▶ **Extracted data**:
//! Compatibility tag prediction for binary artifacts.
//!
//! Predicts the ordered tag set an interpreter/platform pair supports, without
//! requiring that interpreter to exist on this machine. The prediction is an
//! approximation of the manifest a live interpreter would report; it is close
//! enough to decide whether a prebuilt artifact may be used.

use std::collections::HashSet;
use std::fmt;

use anyhow::{bail, Result};

/// A `(python, abi, platform)` compatibility triple.
#[derive(Clone, Debug, PartialEq, Eq, Hash)]
pub struct Tag {
    pub python: String,
    pub abi: String,
    pub platform: String,
}

impl Tag {
    pub fn new(
        python: impl Into<String>,
        abi: impl Into<String>,
        platform: impl Into<String>,
    ) -> Self {
        Self {
            python: python.into(),
            abi: abi.into(),
            platform: platform.into(),
        }
    }
}

impl fmt::Display for Tag {
    fn fmt(&self, f: &mut fmt::Formatter<'_>) -> fmt::Result {
        write!(f, "{}-{}-{}", self.python, self.abi, self.platform)
    }
}

/// Interpreter families with a known short implementation code. Anything else
/// supports no predictable binary tags.
fn implementation_code(implementation: &str) -> Option<&'static str> {
    match implementation {
        "CPython" => Some("cp"),
        "Jython" => Some("jy"),
        "PyPy" => Some("pp"),
        "IronPython" => Some("ip"),
        _ => None,
    }
}

/// macOS arch tokens that historically shipped multi-arch binaries and the
/// scalar arches each one can run.
const MACOSX_PLATFORM_COMPATIBILITY: &[(&str, &[&str])] = &[
    ("i386", &["i386"]),
    ("ppc", &["ppc"]),
    ("x86_64", &["x86_64"]),
    ("ppc64", &["ppc64"]),
    ("fat", &["i386", "ppc"]),
    ("intel", &["i386", "x86_64"]),
    ("fat3", &["i386", "ppc", "x86_64"]),
    ("fat64", &["ppc64", "x86_64"]),
    ("universal", &["i386", "ppc", "ppc64", "x86_64"]),
];

fn is_macosx_platform(platform: &str) -> bool {
    platform.starts_with("macosx")
}

/// Split `macosx-{major}.{minor}-{arch}` into its parts. Anything that does
/// not match that shape is a caller error, not a skippable candidate.
fn parse_macosx_platform(platform: &str) -> Result<(u64, u64, &str)> {
    let parsed = platform.strip_prefix("macosx-").and_then(|rest| {
        let (version, arch) = rest.split_once('-')?;
        let (major, minor) = version.split_once('.')?;
        if arch.is_empty() {
            return None;
        }
        Some((major.parse().ok()?, minor.parse().ok()?, arch))
    });
    match parsed {
        Some(parts) => Ok(parts),
        None => bail!("malformed macosx platform string: {platform}"),
    }
}

fn expand_macosx(platform: &str) -> Result<Vec<String>> {
    let (major, minor, arch) = parse_macosx_platform(platform)?;
    let family = MACOSX_PLATFORM_COMPATIBILITY
        .iter()
        .find(|(token, _)| *token == arch)
        .map(|(_, family)| *family)
        .unwrap_or_default();
    let mut arches = vec![arch];
    for candidate in family {
        if *candidate != arch {
            arches.push(*candidate);
        }
    }
    let mut expanded = Vec::new();
    for minor in (0..=minor).rev() {
        for arch in &arches {
            expanded.push(format!("macosx-{major}.{minor}-{arch}"));
        }
    }
    Ok(expanded)
}

/// Expand a platform string into its binary-compatible family, newest first.
/// Only the macOS family fans out; every other platform is its own family.
pub fn platform_family(platform: &str) -> Result<Vec<String>> {
    if is_macosx_platform(platform) {
        expand_macosx(platform)
    } else {
        Ok(vec![platform.to_string()])
    }
}

/// Platform strings become tags with `.` and `-` folded to `_`.
fn platform_tag(platform: &str) -> String {
    platform.replace(['.', '-'], "_")
}

/// Predict the ordered tag sequence for an interpreter family, version, and
/// platform, most specific first: implementation-specific ABI triples, then
/// generic `py`/implementation triples over every platform plus `any`, major
/// version first and minors descending to zero.
pub fn supported_tags(
    implementation: &str,
    version: (u64, u64),
    platform: &str,
) -> Result<Vec<Tag>> {
    let Some(code) = implementation_code(implementation) else {
        return Ok(Vec::new());
    };
    let (major, minor) = version;
    let version_tag = format!("{major}{minor}");

    // Predicted ABIs for compiled extensions. Only CPython 3+ has a naming
    // scheme stable enough to guess.
    let mut abis = Vec::new();
    if code == "cp" && major >= 3 {
        abis.push(format!("cp{version_tag}m"));
        abis.push("abi3".to_string());
    }

    let platforms: Vec<String> = platform_family(platform)?
        .iter()
        .map(|platform| platform_tag(platform))
        .collect();

    let mut tags = Vec::new();
    for platform in &platforms {
        for abi in &abis {
            tags.push(Tag::new(format!("{code}{version_tag}"), abi, platform));
        }
    }

    let mut generic_platforms = platforms;
    generic_platforms.push("any".to_string());
    for platform in &generic_platforms {
        for prefix in ["py", code] {
            tags.push(Tag::new(format!("{prefix}{major}"), "none", platform));
            for minor in (0..=minor).rev() {
                tags.push(Tag::new(format!("{prefix}{major}{minor}"), "none", platform));
            }
        }
    }
    Ok(tags)
}

/// The interpreter/platform pair compatibility is evaluated against. The
/// supported-tag sequence and platform family are computed once, eagerly, so a
/// malformed platform string is rejected at construction.
#[derive(Clone, Debug)]
pub struct Target {
    implementation: String,
    version: (u64, u64),
    platform: String,
    family: Vec<String>,
    supported: Vec<Tag>,
    supported_index: HashSet<Tag>,
}

impl Target {
    pub fn new(implementation: &str, version: (u64, u64), platform: &str) -> Result<Self> {
        let supported = supported_tags(implementation, version, platform)?;
        let supported_index = supported.iter().cloned().collect();
        Ok(Self {
            implementation: implementation.to_string(),
            version,
            platform: platform.to_string(),
            family: platform_family(platform)?,
            supported,
            supported_index,
        })
    }

    pub fn implementation(&self) -> &str {
        &self.implementation
    }

    pub fn version(&self) -> (u64, u64) {
        self.version
    }

    pub fn platform(&self) -> &str {
        &self.platform
    }

    /// `"{major}.{minor}"`, the form legacy archives carry in their filename.
    pub fn python_version(&self) -> String {
        format!("{}.{}", self.version.0, self.version.1)
    }

    /// The predicted tag sequence, most specific first.
    pub fn supported(&self) -> &[Tag] {
        &self.supported
    }

    pub fn supports(&self, tag: &Tag) -> bool {
        self.supported_index.contains(tag)
    }

    /// Whether `platform` names this target's platform or a member of its
    /// binary-compatibility family (untranslated spelling, as archives carry).
    pub fn platform_compatible(&self, platform: &str) -> bool {
        self.family.iter().any(|member| member == platform)
    }
}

▶ **Task description**: Only lines that include "this" belong in the answer; copy all of them from the listing.

▶ **Answer space**:
//! requiring that interpreter to exist on this machine. The prediction is an
    /// Whether `platform` names this target's platform or a member of its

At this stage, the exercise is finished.